> **DATA FOR THIS TASK**
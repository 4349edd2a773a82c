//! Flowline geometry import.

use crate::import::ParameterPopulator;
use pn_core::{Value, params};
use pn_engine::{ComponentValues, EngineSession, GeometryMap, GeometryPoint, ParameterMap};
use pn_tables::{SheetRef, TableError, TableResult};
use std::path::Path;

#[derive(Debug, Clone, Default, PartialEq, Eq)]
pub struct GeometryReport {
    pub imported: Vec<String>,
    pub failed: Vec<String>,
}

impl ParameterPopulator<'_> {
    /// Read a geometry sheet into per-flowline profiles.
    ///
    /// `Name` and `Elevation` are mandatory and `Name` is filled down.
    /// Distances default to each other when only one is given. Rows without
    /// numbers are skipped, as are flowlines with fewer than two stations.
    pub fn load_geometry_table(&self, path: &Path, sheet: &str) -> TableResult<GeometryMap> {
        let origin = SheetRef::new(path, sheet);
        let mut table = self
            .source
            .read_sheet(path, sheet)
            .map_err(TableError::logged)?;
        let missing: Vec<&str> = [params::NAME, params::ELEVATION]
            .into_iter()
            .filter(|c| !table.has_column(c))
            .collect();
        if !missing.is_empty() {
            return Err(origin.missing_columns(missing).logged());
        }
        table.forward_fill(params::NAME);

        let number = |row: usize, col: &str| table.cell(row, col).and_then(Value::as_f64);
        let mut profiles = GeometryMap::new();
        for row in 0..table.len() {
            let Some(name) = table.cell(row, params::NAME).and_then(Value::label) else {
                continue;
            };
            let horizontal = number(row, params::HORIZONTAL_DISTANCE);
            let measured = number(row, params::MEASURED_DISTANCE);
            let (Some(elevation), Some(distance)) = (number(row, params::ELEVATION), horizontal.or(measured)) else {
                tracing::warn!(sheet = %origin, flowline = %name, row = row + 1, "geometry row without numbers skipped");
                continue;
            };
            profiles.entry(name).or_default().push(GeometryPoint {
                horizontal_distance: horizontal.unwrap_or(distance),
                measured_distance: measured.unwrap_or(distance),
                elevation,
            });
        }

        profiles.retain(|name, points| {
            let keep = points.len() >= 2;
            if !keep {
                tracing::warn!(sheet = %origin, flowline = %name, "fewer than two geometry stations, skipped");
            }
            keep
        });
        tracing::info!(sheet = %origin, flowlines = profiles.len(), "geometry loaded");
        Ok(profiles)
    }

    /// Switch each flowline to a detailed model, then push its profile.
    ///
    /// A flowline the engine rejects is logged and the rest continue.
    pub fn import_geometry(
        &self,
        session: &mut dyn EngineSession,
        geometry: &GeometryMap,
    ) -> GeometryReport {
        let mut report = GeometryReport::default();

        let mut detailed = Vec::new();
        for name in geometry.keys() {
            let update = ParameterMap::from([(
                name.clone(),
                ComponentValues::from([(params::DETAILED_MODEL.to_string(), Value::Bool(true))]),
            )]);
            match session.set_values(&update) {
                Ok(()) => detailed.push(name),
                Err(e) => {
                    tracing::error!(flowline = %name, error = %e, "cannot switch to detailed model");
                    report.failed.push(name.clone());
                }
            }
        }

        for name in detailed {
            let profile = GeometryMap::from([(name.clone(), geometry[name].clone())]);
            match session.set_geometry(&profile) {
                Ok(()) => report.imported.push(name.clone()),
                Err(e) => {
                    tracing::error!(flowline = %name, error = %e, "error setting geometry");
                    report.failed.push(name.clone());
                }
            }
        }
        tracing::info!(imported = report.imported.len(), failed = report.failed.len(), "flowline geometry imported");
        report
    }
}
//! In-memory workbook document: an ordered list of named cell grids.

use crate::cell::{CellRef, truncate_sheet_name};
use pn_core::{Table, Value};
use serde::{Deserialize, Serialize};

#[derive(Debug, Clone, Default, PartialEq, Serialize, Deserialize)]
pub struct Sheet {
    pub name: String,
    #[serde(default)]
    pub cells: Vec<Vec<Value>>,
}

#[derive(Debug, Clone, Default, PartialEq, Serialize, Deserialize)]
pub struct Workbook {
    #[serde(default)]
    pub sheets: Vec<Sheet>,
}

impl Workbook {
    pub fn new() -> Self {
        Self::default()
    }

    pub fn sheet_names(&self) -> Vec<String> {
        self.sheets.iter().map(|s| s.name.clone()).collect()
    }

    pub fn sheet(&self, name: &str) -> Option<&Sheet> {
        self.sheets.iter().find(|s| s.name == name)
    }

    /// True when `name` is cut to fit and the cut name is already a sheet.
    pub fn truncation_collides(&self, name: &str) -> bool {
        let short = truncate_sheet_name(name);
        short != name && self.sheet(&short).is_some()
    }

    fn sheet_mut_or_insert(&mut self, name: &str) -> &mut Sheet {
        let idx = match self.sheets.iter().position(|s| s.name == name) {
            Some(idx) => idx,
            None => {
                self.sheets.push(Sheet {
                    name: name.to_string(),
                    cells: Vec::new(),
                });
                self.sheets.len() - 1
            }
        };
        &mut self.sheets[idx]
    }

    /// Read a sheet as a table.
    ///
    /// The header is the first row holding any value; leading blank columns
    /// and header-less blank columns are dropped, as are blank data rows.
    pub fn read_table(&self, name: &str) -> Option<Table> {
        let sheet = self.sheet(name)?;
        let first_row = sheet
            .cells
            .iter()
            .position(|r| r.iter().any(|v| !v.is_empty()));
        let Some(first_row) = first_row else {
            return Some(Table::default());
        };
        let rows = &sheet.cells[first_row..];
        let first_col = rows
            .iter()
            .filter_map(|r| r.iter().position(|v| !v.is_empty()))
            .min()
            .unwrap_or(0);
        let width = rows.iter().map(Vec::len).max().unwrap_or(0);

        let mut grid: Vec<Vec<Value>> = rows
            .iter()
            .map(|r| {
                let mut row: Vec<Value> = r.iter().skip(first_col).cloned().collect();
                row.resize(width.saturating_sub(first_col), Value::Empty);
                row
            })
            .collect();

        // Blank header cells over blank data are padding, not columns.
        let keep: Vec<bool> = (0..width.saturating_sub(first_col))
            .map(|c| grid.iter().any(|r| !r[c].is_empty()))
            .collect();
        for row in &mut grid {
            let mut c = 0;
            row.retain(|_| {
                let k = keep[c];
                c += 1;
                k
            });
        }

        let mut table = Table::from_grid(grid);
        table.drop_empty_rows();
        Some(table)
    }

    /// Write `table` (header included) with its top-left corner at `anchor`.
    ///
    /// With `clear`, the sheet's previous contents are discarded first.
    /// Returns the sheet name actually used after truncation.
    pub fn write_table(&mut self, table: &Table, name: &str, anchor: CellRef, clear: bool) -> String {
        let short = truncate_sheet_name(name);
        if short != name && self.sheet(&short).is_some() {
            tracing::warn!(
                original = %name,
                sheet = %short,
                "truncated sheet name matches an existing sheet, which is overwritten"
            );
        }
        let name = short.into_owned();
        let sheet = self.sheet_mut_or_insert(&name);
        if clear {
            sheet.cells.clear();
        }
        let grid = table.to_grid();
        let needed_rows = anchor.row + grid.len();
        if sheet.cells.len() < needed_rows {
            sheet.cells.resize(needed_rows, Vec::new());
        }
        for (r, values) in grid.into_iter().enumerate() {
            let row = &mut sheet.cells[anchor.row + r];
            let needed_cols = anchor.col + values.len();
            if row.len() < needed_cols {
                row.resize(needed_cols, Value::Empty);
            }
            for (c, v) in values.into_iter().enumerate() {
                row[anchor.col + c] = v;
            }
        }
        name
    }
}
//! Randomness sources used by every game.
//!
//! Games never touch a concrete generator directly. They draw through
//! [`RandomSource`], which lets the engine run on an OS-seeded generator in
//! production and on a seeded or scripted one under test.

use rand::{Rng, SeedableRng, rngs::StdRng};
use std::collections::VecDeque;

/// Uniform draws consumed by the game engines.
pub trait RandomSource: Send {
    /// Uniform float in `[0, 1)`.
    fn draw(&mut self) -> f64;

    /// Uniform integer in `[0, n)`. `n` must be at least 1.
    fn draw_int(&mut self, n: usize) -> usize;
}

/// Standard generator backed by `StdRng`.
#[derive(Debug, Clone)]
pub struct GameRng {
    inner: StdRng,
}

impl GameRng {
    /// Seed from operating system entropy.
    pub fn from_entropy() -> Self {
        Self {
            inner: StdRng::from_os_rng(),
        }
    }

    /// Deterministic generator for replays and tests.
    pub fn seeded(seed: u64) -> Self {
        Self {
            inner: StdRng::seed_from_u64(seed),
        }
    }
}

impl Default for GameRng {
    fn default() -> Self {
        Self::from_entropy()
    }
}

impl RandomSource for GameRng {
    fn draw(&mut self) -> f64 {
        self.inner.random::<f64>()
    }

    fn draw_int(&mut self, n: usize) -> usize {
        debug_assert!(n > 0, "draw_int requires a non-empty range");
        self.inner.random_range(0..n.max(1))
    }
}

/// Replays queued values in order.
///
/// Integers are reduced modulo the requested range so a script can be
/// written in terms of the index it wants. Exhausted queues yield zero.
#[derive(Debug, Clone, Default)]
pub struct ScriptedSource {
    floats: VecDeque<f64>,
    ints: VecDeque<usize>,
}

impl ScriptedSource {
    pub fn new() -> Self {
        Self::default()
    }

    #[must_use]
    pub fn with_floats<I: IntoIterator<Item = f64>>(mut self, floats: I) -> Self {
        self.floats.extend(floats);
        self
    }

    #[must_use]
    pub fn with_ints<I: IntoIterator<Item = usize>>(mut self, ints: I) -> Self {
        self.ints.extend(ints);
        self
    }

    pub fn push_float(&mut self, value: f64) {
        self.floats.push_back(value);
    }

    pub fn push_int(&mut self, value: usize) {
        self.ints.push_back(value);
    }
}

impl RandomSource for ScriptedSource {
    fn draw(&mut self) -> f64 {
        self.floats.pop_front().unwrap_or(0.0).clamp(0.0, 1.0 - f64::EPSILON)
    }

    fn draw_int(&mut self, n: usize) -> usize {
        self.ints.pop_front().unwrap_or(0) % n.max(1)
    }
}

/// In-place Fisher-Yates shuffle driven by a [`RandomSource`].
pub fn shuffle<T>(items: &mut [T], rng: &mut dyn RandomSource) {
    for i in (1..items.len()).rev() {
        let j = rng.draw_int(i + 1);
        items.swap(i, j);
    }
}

> **WHAT YOU NEED TO DO**
Each line of the material that contains the string "stations" has to be copied out.

> **EXERCISE RESPONSE**
    /// numbers are skipped, as are flowlines with fewer than two stations.
                tracing::warn!(sheet = %origin, flowline = %name, "fewer than two geometry stations, skipped");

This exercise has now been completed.